___ Data under study ___

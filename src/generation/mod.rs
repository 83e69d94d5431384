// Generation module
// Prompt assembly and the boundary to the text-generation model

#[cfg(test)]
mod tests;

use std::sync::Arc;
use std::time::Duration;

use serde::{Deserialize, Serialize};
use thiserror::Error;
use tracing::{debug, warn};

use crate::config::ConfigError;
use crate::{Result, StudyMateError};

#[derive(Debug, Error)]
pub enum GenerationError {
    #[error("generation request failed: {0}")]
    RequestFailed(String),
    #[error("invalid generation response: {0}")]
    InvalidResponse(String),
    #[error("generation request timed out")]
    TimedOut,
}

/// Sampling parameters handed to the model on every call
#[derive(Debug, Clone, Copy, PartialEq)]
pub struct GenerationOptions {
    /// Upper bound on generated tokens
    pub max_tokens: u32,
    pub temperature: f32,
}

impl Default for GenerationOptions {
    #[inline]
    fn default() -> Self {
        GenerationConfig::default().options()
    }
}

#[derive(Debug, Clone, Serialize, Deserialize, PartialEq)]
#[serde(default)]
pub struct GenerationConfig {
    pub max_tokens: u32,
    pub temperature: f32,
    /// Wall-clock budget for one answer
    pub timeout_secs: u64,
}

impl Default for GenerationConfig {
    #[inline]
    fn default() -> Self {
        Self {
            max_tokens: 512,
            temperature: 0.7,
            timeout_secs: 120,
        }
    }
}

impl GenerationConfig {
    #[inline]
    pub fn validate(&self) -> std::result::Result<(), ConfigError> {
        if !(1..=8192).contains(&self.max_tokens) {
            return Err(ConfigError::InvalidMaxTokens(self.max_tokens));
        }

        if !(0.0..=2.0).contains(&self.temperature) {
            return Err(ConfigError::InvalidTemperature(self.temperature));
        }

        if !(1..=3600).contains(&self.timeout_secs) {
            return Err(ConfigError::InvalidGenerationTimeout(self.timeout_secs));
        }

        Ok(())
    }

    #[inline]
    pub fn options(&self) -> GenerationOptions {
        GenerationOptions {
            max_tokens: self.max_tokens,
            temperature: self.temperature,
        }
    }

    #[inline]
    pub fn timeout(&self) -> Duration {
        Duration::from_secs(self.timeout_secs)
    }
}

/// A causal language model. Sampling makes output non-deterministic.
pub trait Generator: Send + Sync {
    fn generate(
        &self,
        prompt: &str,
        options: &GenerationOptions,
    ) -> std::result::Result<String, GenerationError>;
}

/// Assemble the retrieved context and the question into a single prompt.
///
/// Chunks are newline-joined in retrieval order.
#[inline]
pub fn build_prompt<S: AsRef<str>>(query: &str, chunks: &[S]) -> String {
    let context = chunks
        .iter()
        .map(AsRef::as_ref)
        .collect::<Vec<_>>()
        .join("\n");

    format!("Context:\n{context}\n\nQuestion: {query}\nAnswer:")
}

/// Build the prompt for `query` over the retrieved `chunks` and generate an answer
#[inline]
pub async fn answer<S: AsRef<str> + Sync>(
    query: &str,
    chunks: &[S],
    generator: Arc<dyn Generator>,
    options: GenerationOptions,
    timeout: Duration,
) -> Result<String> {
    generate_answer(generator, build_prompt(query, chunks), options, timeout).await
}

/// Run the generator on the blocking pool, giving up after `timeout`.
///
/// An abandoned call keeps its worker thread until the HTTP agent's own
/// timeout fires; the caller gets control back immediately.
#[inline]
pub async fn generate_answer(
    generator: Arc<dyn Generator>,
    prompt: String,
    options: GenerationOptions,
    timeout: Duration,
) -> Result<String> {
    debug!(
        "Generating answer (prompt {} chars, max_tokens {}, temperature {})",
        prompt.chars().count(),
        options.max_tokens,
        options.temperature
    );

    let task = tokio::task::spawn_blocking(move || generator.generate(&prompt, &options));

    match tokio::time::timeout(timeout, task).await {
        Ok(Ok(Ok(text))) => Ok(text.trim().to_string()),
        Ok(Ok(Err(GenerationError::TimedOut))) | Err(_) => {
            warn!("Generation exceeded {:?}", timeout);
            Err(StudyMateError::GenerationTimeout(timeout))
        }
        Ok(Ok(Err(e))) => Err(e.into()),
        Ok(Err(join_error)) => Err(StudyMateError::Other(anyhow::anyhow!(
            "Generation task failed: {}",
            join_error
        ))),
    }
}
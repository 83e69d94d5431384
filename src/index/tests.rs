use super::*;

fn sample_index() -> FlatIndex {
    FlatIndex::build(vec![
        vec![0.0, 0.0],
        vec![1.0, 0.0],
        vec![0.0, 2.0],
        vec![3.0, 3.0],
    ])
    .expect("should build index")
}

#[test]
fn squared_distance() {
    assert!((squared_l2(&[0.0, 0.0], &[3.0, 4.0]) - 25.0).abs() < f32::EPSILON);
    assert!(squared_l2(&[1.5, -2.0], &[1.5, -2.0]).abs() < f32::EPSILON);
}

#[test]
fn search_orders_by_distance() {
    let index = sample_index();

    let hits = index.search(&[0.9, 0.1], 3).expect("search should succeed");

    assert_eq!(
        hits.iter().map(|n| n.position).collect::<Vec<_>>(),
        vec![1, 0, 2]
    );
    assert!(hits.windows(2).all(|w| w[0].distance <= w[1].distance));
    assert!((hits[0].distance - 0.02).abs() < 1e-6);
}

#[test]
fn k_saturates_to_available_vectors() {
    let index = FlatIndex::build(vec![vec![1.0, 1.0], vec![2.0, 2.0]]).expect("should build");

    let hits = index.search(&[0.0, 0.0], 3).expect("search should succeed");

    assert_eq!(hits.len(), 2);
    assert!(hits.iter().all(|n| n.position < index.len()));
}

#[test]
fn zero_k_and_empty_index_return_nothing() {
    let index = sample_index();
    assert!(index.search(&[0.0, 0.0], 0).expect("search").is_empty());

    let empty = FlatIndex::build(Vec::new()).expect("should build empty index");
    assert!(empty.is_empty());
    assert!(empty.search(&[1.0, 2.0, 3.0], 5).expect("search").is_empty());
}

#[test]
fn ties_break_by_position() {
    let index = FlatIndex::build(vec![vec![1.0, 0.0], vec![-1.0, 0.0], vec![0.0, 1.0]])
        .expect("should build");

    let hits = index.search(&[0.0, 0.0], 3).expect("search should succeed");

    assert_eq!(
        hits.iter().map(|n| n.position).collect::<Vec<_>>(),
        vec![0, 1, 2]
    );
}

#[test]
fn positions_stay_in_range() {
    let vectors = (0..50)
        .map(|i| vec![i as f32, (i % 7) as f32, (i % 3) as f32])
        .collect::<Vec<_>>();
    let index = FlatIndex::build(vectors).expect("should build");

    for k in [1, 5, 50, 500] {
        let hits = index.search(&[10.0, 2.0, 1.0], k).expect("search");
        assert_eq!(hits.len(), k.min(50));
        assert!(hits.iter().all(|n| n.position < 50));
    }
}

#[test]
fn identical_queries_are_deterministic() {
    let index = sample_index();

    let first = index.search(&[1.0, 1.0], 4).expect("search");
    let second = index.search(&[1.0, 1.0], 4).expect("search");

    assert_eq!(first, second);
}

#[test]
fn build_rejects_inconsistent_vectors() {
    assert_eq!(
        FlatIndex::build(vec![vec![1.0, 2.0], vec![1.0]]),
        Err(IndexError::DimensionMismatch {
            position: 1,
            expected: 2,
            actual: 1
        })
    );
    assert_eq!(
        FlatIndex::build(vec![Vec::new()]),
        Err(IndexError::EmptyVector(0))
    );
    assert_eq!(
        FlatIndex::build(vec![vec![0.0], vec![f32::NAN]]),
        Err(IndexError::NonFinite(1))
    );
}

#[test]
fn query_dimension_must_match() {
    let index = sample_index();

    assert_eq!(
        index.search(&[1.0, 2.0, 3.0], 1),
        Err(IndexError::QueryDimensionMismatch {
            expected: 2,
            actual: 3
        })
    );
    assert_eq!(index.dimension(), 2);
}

___

**Work required**. Show every line of the entries above where the word "temperature" occurs.

**Your response**.
    pub temperature: f32,
    pub temperature: f32,
            temperature: 0.7,
        if !(0.0..=2.0).contains(&self.temperature) {
            return Err(ConfigError::InvalidTemperature(self.temperature));
            temperature: self.temperature,
        "Generating answer (prompt {} chars, max_tokens {}, temperature {})",
        options.temperature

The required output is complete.